-- Work to be completed --
Please give the number of lines in the records below where the word "BonkDataService" occurs, and nothing else.

-- Record set --

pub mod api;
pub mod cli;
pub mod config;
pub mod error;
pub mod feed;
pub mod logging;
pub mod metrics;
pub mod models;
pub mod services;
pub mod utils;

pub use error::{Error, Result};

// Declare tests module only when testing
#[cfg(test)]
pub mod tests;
--
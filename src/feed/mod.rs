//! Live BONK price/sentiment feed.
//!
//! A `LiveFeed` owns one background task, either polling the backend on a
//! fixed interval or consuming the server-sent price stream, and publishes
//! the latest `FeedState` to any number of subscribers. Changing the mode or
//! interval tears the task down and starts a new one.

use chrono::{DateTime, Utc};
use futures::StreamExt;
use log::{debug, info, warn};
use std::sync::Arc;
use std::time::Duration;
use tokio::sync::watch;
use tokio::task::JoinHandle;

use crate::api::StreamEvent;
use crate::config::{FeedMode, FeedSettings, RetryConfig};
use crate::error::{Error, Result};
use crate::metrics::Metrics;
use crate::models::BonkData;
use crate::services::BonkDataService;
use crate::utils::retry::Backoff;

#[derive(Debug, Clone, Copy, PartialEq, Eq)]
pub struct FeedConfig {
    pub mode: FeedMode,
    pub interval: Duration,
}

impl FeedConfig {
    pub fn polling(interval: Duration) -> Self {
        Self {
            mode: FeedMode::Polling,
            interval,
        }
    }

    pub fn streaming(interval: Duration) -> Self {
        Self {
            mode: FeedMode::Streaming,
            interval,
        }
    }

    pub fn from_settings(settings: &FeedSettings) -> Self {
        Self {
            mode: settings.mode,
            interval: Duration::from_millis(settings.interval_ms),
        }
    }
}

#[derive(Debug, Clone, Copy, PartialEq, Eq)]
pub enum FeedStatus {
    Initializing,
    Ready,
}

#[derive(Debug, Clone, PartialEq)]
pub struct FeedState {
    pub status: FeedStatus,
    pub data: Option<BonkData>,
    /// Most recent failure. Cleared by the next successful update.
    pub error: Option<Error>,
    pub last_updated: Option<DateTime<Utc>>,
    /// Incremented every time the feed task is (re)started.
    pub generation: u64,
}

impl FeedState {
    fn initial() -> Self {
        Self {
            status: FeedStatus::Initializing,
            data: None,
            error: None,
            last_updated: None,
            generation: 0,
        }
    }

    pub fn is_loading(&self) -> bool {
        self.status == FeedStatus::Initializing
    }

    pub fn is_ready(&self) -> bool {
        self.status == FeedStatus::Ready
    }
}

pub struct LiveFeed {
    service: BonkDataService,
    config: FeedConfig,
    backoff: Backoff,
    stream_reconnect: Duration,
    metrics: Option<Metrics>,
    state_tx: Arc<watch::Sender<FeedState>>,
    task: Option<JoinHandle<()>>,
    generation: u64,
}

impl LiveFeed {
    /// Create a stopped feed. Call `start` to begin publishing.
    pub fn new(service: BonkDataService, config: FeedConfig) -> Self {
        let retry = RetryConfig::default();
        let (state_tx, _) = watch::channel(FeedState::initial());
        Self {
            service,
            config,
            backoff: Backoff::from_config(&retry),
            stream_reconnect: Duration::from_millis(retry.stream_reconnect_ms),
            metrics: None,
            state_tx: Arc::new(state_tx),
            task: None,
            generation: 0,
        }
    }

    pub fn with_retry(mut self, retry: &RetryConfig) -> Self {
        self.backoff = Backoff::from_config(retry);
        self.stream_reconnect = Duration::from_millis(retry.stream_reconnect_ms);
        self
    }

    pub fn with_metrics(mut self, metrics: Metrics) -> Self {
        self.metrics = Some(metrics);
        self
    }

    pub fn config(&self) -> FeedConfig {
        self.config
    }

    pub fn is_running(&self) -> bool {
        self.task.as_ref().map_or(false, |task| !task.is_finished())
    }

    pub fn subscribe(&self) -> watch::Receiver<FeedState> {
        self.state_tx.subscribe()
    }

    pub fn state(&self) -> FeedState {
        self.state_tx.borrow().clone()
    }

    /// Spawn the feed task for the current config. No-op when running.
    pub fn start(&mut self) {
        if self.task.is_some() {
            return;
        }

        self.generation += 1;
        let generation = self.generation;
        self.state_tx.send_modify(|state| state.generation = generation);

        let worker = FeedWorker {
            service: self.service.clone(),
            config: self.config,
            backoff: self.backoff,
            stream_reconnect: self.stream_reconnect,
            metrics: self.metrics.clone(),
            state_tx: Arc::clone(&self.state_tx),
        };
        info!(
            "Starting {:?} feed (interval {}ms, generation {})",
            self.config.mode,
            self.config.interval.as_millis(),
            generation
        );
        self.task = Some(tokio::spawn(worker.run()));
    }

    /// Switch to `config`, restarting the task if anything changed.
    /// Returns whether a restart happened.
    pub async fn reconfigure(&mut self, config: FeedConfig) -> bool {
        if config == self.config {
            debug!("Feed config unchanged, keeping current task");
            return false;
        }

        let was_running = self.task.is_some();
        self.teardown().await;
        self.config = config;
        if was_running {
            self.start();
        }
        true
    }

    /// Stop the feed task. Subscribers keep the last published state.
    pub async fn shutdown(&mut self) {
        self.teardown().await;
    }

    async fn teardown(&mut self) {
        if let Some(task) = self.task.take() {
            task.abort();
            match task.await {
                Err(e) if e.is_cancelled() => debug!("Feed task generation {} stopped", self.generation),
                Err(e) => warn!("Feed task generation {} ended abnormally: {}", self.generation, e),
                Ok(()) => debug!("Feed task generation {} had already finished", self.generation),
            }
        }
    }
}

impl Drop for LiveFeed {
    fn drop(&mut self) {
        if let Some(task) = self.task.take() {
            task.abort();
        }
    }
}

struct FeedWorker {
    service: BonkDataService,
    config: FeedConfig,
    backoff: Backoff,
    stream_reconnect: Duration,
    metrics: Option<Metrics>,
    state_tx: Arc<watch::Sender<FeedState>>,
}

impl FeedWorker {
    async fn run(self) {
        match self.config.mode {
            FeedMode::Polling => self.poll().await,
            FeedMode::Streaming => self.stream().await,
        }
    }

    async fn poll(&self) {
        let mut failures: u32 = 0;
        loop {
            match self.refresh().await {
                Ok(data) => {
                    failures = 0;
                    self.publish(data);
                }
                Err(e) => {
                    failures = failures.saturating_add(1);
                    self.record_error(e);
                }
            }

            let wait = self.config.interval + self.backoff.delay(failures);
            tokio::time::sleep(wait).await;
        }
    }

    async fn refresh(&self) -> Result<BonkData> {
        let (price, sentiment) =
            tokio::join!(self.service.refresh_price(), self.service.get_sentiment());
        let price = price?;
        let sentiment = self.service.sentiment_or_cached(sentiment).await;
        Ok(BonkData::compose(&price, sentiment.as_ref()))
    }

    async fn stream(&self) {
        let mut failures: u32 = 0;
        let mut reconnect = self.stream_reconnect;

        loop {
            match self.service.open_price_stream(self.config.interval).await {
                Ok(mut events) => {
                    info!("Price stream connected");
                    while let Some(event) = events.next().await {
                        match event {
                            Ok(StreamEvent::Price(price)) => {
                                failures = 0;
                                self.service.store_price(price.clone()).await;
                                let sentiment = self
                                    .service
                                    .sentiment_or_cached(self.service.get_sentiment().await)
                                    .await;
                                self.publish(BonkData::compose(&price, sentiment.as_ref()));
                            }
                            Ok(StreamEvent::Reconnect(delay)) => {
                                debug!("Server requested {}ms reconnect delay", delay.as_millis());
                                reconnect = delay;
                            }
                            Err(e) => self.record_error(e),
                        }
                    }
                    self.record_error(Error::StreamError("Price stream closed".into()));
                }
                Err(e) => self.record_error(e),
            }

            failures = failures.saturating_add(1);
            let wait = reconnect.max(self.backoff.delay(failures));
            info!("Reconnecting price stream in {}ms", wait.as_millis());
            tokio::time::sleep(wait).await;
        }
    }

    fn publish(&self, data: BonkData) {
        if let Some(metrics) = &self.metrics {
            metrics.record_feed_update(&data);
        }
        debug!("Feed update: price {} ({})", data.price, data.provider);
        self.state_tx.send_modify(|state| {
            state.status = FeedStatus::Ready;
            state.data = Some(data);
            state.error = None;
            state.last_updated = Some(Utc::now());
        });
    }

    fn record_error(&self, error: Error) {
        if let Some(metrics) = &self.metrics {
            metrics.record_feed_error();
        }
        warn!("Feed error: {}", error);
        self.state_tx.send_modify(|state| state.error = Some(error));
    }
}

-- Solution --
4